Figure 3 (top panel) portrays interesting features, such as, (i) similar to that observed in the case of isolated C₅₉X, dopants decreases the E_g gap (recall Fig. 1), (ii) PCM solvation treatment exhibit little impact on E_g to order of ~ 0.1 eV, and (iii) the relative orientation of CBZ with respect to the doped site on fullerene, the relative configurations I and II, display significant differences only when the doping atom is B, Si and to a lesser extent Ge. To assess more profoundly the changes of E_g when C₅₉X interacts with CBZ, we can see from Fig. 3 (lowest panel), for configuration II in water, that the doping atoms B, Ga, Al, Si and Ge provokes large variations of the E_g gap, that is, from an electronic standpoint, these heterofullerenes show more sensibility towards CBZ. Still focusing on Fig. 3 (lowest panel), we note that dopants N, P and Ge, the variation of the E_g gap after complexation in vacuum, was positive, that is the interaction actually increased the gap afterwards complexation especially in configuration II (positive values of \(\Delta E_{g}\)). These effects might be attributed to electrostatic repulsions between the polar amide fragment of CBZ and the electron-rich dopants in C₅₉X as discussed in the MEPs presented in Fig. 2.
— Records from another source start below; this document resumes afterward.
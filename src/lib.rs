//! # Drone Swarm Virtual Forces
//!
//! Decentralized leader-follower coordination for a swarm of aerial agents.
//! Every agent periodically broadcasts its position and role, listens for its
//! peers, and steers under a virtual attraction/repulsion force toward an
//! equilibrium around the leader.
//!
//! ## Features
//! - Per-agent state machine driven by a single-threaded event queue
//! - Spring-like attraction to leaders, inverse-distance repulsion between followers
//! - Explicit Euler integration with adaptive velocity dampening
//! - Fixed 25-byte broadcast payload
//! - Scheduled role compromise to test robustness against a rogue leader
//! - Seeded, reproducible placement and link loss
//!
//! ## Example
//! ```
//! use drone_swarm_forces::{RecordingSink, Simulation, SimulationConfig};
//!
//! let config = SimulationConfig {
//!     follower_count: 3,
//!     duration_secs: 2.0,
//!     ..Default::default()
//! };
//! let mut sim = Simulation::new(config, RecordingSink::new()).unwrap();
//! let summary = sim.run().unwrap();
//! assert_eq!(summary.agents.len(), 4);
//! ```

#![forbid(unsafe_code)]
#![allow(missing_docs)]
// Standard clippy allows
#![allow(clippy::manual_range_contains)]
#![allow(clippy::needless_range_loop)]
// Pedantic clippy allows (style preferences, not bugs)
#![allow(clippy::must_use_candidate)]
#![allow(clippy::missing_errors_doc)]
#![allow(clippy::missing_panics_doc)]
#![allow(clippy::wildcard_imports)] // Used for internal module re-exports
#![allow(clippy::cast_possible_truncation)] // Checked at runtime where needed
#![allow(clippy::module_name_repetitions)]

/// Per-vehicle state machine: broadcast, receive, compute, compromise
pub mod agent;
/// Run configuration and per-agent parameters
pub mod config;
/// Force model and motion integrator
pub mod control;
/// Formation quality score over a position track
pub mod metrics;
/// Waypoint-driven position model
pub mod mobility;
/// Seeded initial placement inside a sphere
pub mod placement;
/// Deterministic random number generation
pub mod rng;
/// Role compromise injection
pub mod safety;
/// Virtual clock and event queue
pub mod scheduler;
/// Discrete-event driver for a whole swarm
pub mod simulation;
/// Per-agent table of last known peer states
pub mod swarm_table;
/// Colour and position telemetry sinks
pub mod telemetry;
/// Datagram transport and the simulated network
pub mod transport;
/// Core types, wire payload and errors
pub mod types;
/// 3D vector arithmetic
pub mod vector;

pub use agent::{Agent, AgentContext, AgentEvent, AgentStatus};
pub use config::{AgentConfig, CompromiseConfig, SimulationConfig};
pub use control::{compute_forces, Forces, MotionIntegrator, MotionStep};
pub use metrics::{formation_error, FormationScore};
pub use scheduler::{EventId, EventQueue, Scheduler, SimTime};
pub use simulation::{RunSummary, Simulation};
pub use telemetry::{LogSink, RecordingSink, TelemetrySink};
pub use types::*;
pub use vector::Vector3;
//! Discrete-event simulation driver
//!
//! Owns every agent of a run together with the collaborators they consume:
//! one event queue, one simulated network, one mobility model per agent and
//! a telemetry sink. Dispatch is single-threaded and each callback runs to
//! completion, so agents need no locking.

use core::time::Duration;

use log::{debug, info};

use crate::agent::{Agent, AgentContext, AgentEvent, AgentStatus};
use crate::config::SimulationConfig;
use crate::mobility::{Mobility, WaypointMobility};
use crate::placement::initial_layout;
use crate::safety::{FaultInjector, HostOctetPolicy};
use crate::scheduler::{EventId, EventQueue, Prioritized, Scheduler, SimTime};
use crate::telemetry::TelemetrySink;
use crate::transport::{Datagram, NetworkStats, SimulatedNetwork};
use crate::types::*;
use crate::vector::Vector3;

/// Everything the queue can dispatch
#[derive(Debug, Clone, PartialEq)]
pub enum SimEvent {
    /// Start the agent at this index
    Start(usize),
    /// An agent's own event
    Agent(usize, AgentEvent),
    /// A datagram reaching its destination
    Deliver(Datagram),
    /// Record every agent's position
    SamplePositions,
}

impl Prioritized for SimEvent {
    fn dispatch_class(&self) -> u8 {
        match self {
            SimEvent::Agent(_, event) => event.dispatch_class(),
            _ => 1,
        }
    }
}

/// Scheduler view handed to one agent: tags its events with its index
struct AgentScheduler<'q> {
    queue: &'q mut EventQueue<SimEvent>,
    index: usize,
}

impl Scheduler<AgentEvent> for AgentScheduler<'_> {
    fn now(&self) -> SimTime {
        self.queue.now()
    }

    fn schedule_after(&mut self, delay: Duration, event: AgentEvent) -> EventId {
        self.queue.schedule_after(delay, SimEvent::Agent(self.index, event))
    }

    fn cancel(&mut self, id: EventId) -> bool {
        self.queue.cancel(id)
    }
}

/// Final state of one agent
#[derive(Debug, Clone, Copy, PartialEq)]
pub struct AgentSummary {
    pub id: AgentId,
    pub role: Role,
    pub position: Vector3,
    pub velocity: Vector3,
    pub compromised: bool,
    pub sent: u64,
    pub received: u64,
}

/// Outcome of a run
#[derive(Debug, Clone, PartialEq)]
pub struct RunSummary {
    /// Time the run ended
    pub end_time: SimTime,
    /// Events dispatched by the queue
    pub events_dispatched: u64,
    /// Datagram accounting
    pub network: NetworkStats,
    /// Per-agent final state, leader first
    pub agents: Vec<AgentSummary>,
}

/// A whole swarm run
pub struct Simulation<S: TelemetrySink> {
    config: SimulationConfig,
    queue: EventQueue<SimEvent>,
    network: SimulatedNetwork,
    agents: Vec<Agent>,
    mobility: Vec<WaypointMobility>,
    injector: Option<FaultInjector>,
    sink: S,
    sample_interval: Duration,
    stop_time: SimTime,
    finished: bool,
}

impl<S: TelemetrySink> Simulation<S> {
    /// Build a run with followers scattered around the leader
    pub fn new(config: SimulationConfig, sink: S) -> Result<Self> {
        config.validate()?;
        let layout = initial_layout(config.seed, config.spawn_radius, config.follower_count as usize)?;
        Self::with_positions(config, layout, sink)
    }

    /// Build a run with explicit start positions, leader first
    pub fn with_positions(config: SimulationConfig, positions: Vec<Vector3>, sink: S) -> Result<Self> {
        config.validate()?;
        if positions.len() != config.agent_count() as usize {
            return Err(SwarmError::ConfigError("one start position per agent required"));
        }

        let base = AgentId::new(config.base_address);
        let mut ids = Vec::with_capacity(positions.len());
        for index in 0..config.agent_count() {
            ids.push(base.offset(index).ok_or(SwarmError::ConfigError("address range overflows"))?);
        }
        let role_of = |index: usize| if index == 0 { Role::Leader } else { Role::Follower };

        let injector = match (config.compromise, config.compromise_time()?) {
            (Some(compromise), Some(at)) => {
                let mut injector = FaultInjector::new(at);
                let candidates = ids.iter().enumerate().map(|(i, id)| (*id, role_of(i)));
                injector.plan(&HostOctetPolicy(compromise.host_octet), candidates)?;
                Some(injector)
            }
            _ => None,
        };

        let agent_config = config.agent_config()?;
        let agents = ids
            .iter()
            .enumerate()
            .map(|(index, id)| {
                let mut agent_config = agent_config.clone();
                agent_config.compromise_at = injector.as_ref().and_then(|i| i.scheduled_for(*id));
                Agent::new(*id, role_of(index), agent_config)
            })
            .collect();
        let mobility = positions.into_iter().map(WaypointMobility::new).collect();

        let stop_time = config.stop_time()?;
        let follower_start = config.follower_start()?;
        let mut queue = EventQueue::new();
        queue.stop_at(stop_time);
        queue.schedule_at(SimTime::ZERO, SimEvent::Start(0));
        for index in 1..ids.len() {
            queue.schedule_at(follower_start, SimEvent::Start(index));
        }
        queue.schedule_at(SimTime::ZERO, SimEvent::SamplePositions);

        Ok(Self {
            network: SimulatedNetwork::new(config.link_config()?),
            sample_interval: config.sample_interval()?,
            config,
            queue,
            agents,
            mobility,
            injector,
            sink,
            stop_time,
            finished: false,
        })
    }

    /// Dispatch the next event. Returns `false` once the run is over.
    pub fn step(&mut self) -> Result<bool> {
        if self.finished {
            return Ok(false);
        }
        let Some((_, event)) = self.queue.pop() else {
            self.teardown()?;
            return Ok(false);
        };

        match event {
            SimEvent::Start(index) => self.with_agent(index, |agent, ctx| agent.start(ctx))?,
            SimEvent::Agent(index, AgentEvent::Compromise) => self.compromise(index)?,
            SimEvent::Agent(index, event) => self.with_agent(index, |agent, ctx| agent.handle(event, ctx))?,
            SimEvent::Deliver(datagram) => self.deliver(datagram)?,
            SimEvent::SamplePositions => self.sample_positions(),
        }
        self.flush_network();
        Ok(true)
    }

    /// Dispatch events until the stop time, then stop every running agent
    pub fn run(&mut self) -> Result<RunSummary> {
        info!(
            "starting run: {} agents, {}s, seed {}",
            self.agents.len(),
            self.config.duration_secs,
            self.config.seed
        );
        while self.step()? {}
        let summary = self.summary();
        info!(
            "run finished after {} events: {} datagrams sent, {} delivered, {} lost",
            summary.events_dispatched, summary.network.sent, summary.network.delivered, summary.network.lost
        );
        Ok(summary)
    }

    /// Snapshot of the run so far
    pub fn summary(&self) -> RunSummary {
        let now = self.now();
        let agents = self
            .agents
            .iter()
            .zip(&self.mobility)
            .map(|(agent, mobility)| AgentSummary {
                id: agent.id(),
                role: agent.role(),
                position: mobility.position(now),
                velocity: agent.velocity(),
                compromised: agent.is_compromised(),
                sent: agent.total_sent(),
                received: agent.total_received(),
            })
            .collect();

        RunSummary {
            end_time: now,
            events_dispatched: self.queue.dispatched(),
            network: self.network.stats(),
            agents,
        }
    }

    fn with_agent<F, T>(&mut self, index: usize, f: F) -> Result<T>
    where
        F: FnOnce(&mut Agent, &mut AgentContext<'_>) -> Result<T>,
    {
        let agent = self.agents.get_mut(index).ok_or(SwarmError::InvalidState)?;
        let mobility = self.mobility.get_mut(index).ok_or(SwarmError::InvalidState)?;
        let mut scheduler = AgentScheduler {
            queue: &mut self.queue,
            index,
        };
        let mut ctx = AgentContext {
            scheduler: &mut scheduler,
            transport: &mut self.network,
            mobility,
            telemetry: &mut self.sink,
        };
        f(agent, &mut ctx)
    }

    fn compromise(&mut self, index: usize) -> Result<()> {
        let fired = self.with_agent(index, |agent, ctx| {
            if agent.status() == AgentStatus::Running {
                agent.on_compromise(ctx)
            } else {
                Ok(false)
            }
        })?;
        if fired {
            let now = self.now();
            if let (Some(injector), Some(agent)) = (self.injector.as_mut(), self.agents.get(index)) {
                injector.record_fired(agent.id(), now)?;
            }
        }
        Ok(())
    }

    fn deliver(&mut self, datagram: Datagram) -> Result<()> {
        let Some(datagram) = self.network.deliver(datagram) else {
            return Ok(());
        };
        let index = self.index_of(datagram.to)?;
        self.agents[index].on_receive(datagram.from, &datagram.payload)?;
        Ok(())
    }

    fn sample_positions(&mut self) {
        let now = self.now();
        for (agent, mobility) in self.agents.iter().zip(self.mobility.iter_mut()) {
            self.sink.record_position(now, agent.id(), mobility.position(now));
            mobility.prune_before(now);
        }
        self.queue.schedule_after(self.sample_interval, SimEvent::SamplePositions);
    }

    /// Schedule delivery of everything sent during the last callback
    fn flush_network(&mut self) {
        let latency = self.network.latency();
        for datagram in self.network.take_outgoing() {
            self.queue.schedule_after(latency, SimEvent::Deliver(datagram));
        }
    }

    fn teardown(&mut self) -> Result<()> {
        self.finished = true;
        for index in 0..self.agents.len() {
            if self.agents[index].status() == AgentStatus::Running {
                self.with_agent(index, |agent, ctx| agent.stop(ctx))?;
            }
        }
        debug!("teardown complete at {}", self.stop_time);
        Ok(())
    }

    fn index_of(&self, id: AgentId) -> Result<usize> {
        let base = AgentId::new(self.config.base_address);
        let index = id.as_u32().wrapping_sub(base.as_u32()) as usize;
        if index < self.agents.len() {
            Ok(index)
        } else {
            Err(SwarmError::UnknownAgent(id))
        }
    }

    /// Current simulated time
    pub fn now(&self) -> SimTime {
        if self.finished {
            self.stop_time
        } else {
            self.queue.now()
        }
    }

    pub fn config(&self) -> &SimulationConfig {
        &self.config
    }

    pub fn agents(&self) -> &[Agent] {
        &self.agents
    }

    /// Agent with the given identity
    pub fn agent(&self, id: AgentId) -> Option<&Agent> {
        self.index_of(id).ok().map(|index| &self.agents[index])
    }

    /// Mobility model of the agent with the given identity
    pub fn mobility(&self, id: AgentId) -> Option<&WaypointMobility> {
        self.index_of(id).ok().map(|index| &self.mobility[index])
    }

    pub fn injector(&self) -> Option<&FaultInjector> {
        self.injector.as_ref()
    }

    pub fn network(&self) -> &SimulatedNetwork {
        &self.network
    }

    /// Network access for setup, e.g. refusing a binding
    pub fn network_mut(&mut self) -> &mut SimulatedNetwork {
        &mut self.network
    }

    pub fn sink(&self) -> &S {
        &self.sink
    }

    /// Consume the run and hand back the sink
    pub fn into_sink(self) -> S {
        self.sink
    }
}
Adsorption energies in gas and aqueous phase

Because ωB97XD is reported to deliver good interaction energies between system where non-covalent interactions are important^{37,38,72,74,75}, we will henceforth discuss the interaction energies between CBZ and C₅₉X relying on calculations performed at the ωB97XD/6-31G(d) level of theory. In Table 2 and Fig. S2, the results for the adsorption energy between the C₅₉X molecules and the CBZ are presented for both vacuum and aqueous environments and were BSSE-corrected. The pristine C₆₀ showed the smallest adsorption energy in both configurations and environments. In general, the doping effect was to increase (in modulus) the \(\Delta E_{ads}\) energy. Solvation effects had little impact on \(\Delta E_{ads}\), but for most complexes the interaction was enhanced in water environment.

Table 2 Adsorption energy,\(\Delta E_{ads}\), with and without BSSE correction for the interaction between CBZ and C₅₉X fullerenes as determined at the ωB97XD /6-31 g(d) level of theory. Solvation effects were included by means of the Polarizable Continuum Model.

As can be observed in the optimized systems presented in Fig. S1 and in previous studies^21,24,62,63, C₆₀ doping generates a structural deformation localized in the region of the heteroatom. Thus, it is plausible to assume that the atomic radius of the X atom influences the order of interaction between the C₅₉X and the CBZ. An estimative for the atomic radius, of the heteroatoms, can be obtained through the medium variation of the bonds between the neighboring carbons to the dopant atom.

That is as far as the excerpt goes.